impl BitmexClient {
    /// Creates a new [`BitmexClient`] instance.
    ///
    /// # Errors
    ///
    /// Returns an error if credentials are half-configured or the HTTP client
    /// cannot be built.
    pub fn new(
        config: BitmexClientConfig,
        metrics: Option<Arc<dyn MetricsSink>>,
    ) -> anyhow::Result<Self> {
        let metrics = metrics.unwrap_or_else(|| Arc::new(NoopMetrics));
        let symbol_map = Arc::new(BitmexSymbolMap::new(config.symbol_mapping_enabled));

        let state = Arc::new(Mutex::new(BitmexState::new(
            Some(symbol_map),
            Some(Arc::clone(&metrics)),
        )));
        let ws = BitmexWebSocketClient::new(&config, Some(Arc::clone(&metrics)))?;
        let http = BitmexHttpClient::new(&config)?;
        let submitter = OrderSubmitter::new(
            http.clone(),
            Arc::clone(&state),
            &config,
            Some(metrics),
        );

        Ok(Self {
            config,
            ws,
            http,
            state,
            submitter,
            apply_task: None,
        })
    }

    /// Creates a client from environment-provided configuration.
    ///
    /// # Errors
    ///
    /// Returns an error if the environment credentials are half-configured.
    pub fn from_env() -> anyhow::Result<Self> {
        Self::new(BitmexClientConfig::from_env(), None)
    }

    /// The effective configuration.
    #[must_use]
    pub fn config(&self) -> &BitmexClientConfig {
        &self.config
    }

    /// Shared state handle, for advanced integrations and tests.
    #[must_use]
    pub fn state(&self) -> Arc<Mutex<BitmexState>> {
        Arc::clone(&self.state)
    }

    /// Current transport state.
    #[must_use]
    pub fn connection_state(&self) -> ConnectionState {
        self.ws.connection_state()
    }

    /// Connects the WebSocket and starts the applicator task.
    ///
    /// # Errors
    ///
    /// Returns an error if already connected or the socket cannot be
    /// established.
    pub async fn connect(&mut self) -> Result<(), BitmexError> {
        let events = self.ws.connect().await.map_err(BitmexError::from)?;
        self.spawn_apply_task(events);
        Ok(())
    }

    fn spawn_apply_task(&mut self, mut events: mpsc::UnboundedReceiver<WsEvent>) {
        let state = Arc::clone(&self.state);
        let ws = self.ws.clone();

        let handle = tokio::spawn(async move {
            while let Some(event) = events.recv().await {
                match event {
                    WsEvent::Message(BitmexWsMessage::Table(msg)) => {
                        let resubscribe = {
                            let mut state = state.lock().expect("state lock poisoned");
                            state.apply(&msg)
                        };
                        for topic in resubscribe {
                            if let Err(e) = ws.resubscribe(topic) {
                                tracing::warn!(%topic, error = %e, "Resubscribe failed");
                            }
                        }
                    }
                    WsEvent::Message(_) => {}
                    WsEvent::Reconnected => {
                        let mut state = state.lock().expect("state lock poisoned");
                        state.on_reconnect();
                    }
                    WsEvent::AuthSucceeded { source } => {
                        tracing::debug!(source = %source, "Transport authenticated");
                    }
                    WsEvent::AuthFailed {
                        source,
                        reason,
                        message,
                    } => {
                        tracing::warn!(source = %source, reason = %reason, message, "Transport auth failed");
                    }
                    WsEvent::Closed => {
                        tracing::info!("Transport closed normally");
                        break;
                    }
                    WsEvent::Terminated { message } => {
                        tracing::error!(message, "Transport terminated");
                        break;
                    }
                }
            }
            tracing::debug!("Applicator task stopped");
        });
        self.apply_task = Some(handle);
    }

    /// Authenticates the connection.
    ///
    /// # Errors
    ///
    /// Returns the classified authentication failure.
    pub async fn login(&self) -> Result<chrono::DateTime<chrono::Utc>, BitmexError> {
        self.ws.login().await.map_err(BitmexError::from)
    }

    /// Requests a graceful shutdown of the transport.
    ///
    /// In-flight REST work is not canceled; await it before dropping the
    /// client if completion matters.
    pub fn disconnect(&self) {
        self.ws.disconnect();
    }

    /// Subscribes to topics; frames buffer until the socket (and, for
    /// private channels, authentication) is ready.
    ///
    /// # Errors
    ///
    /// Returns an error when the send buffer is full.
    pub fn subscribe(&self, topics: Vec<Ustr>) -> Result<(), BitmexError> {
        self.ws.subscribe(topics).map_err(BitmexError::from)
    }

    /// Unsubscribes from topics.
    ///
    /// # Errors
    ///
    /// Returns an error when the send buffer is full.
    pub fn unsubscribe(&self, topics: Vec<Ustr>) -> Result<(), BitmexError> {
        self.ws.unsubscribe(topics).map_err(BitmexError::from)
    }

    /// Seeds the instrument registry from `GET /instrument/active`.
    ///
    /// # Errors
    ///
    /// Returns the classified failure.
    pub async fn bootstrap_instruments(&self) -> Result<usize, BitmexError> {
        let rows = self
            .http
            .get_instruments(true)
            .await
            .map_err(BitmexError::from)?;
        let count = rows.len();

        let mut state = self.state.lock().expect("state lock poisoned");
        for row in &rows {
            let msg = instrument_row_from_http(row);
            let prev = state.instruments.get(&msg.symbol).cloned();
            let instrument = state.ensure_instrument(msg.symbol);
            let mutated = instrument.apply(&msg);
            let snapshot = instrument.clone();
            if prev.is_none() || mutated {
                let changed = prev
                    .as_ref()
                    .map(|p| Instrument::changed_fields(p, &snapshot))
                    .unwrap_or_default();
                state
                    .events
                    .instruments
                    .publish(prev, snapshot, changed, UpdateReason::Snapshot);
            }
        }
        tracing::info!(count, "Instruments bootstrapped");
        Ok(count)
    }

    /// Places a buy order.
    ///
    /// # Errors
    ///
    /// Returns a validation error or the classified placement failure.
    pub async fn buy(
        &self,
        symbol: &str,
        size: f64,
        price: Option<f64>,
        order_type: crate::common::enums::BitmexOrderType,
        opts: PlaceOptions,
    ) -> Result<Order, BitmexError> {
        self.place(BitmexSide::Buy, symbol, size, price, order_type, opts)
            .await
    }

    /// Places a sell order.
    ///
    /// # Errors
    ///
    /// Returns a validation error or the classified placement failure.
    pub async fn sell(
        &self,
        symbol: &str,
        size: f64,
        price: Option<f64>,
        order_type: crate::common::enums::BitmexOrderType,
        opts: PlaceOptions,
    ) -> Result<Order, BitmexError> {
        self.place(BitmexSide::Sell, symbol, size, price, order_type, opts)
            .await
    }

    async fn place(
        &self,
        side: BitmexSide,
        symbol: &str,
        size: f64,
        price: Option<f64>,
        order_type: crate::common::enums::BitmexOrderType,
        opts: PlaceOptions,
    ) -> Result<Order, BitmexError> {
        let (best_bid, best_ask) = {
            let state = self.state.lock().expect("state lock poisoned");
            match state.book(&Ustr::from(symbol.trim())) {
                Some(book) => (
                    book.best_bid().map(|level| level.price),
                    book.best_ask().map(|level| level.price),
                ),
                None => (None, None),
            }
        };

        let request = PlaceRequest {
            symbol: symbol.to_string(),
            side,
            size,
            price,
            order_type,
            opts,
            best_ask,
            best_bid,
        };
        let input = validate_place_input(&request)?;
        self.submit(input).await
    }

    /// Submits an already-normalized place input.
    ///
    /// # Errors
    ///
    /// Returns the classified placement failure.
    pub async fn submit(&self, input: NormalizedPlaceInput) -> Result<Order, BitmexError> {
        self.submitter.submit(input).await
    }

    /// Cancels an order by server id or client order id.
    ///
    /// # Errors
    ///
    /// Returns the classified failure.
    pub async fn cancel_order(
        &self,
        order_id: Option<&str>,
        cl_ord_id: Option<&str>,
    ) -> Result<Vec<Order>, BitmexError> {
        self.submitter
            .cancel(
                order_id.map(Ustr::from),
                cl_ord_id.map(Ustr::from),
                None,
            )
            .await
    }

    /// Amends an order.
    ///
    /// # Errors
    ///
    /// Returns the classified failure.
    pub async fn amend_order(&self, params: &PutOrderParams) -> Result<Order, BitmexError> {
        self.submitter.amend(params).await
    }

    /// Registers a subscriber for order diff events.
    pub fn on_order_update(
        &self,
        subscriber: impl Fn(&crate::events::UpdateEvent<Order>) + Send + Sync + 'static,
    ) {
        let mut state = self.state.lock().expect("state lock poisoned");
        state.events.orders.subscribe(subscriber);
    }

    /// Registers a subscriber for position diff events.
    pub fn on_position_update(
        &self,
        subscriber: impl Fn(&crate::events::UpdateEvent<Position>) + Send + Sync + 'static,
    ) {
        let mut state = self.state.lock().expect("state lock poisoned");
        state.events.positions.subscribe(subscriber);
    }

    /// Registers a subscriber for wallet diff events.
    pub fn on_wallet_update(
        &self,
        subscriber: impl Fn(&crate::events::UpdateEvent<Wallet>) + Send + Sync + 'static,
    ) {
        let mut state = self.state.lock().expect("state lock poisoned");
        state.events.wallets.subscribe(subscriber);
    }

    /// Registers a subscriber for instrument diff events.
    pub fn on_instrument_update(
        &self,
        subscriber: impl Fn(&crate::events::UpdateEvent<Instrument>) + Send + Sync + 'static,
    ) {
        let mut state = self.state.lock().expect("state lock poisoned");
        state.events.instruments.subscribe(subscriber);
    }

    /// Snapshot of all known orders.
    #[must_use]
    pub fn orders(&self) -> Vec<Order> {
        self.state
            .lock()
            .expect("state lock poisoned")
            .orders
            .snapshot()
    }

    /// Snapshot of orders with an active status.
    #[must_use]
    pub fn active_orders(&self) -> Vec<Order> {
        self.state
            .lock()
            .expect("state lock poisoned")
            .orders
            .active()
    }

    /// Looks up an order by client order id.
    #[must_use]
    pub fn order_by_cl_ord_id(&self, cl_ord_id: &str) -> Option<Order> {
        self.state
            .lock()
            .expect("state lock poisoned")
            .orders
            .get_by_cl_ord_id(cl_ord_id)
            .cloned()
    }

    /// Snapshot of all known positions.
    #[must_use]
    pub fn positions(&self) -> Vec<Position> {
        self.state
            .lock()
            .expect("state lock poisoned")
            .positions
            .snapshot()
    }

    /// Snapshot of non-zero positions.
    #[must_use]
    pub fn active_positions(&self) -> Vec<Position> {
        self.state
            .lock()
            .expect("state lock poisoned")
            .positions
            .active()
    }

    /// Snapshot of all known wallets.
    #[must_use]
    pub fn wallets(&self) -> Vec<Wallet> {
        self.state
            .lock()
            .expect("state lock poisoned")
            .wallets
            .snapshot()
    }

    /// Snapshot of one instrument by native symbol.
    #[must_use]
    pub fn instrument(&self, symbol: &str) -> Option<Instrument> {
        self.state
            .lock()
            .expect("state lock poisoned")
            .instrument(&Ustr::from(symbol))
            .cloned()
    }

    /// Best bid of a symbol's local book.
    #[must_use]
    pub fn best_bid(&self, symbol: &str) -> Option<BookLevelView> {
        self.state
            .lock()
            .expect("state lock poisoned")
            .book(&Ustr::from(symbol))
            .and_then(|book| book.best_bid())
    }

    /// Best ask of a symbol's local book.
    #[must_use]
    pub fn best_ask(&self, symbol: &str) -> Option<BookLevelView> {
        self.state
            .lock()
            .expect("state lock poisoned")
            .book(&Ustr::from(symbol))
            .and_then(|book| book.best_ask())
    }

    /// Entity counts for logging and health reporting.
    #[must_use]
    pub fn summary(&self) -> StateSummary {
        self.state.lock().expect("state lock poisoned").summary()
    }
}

□ □ □ □ □ □ □

What to work on –
All lines with the word "credentials" should be copied from the material above.

Solution for this task –
    /// Returns an error if credentials are half-configured or the HTTP client
    /// Returns an error if the environment credentials are half-configured.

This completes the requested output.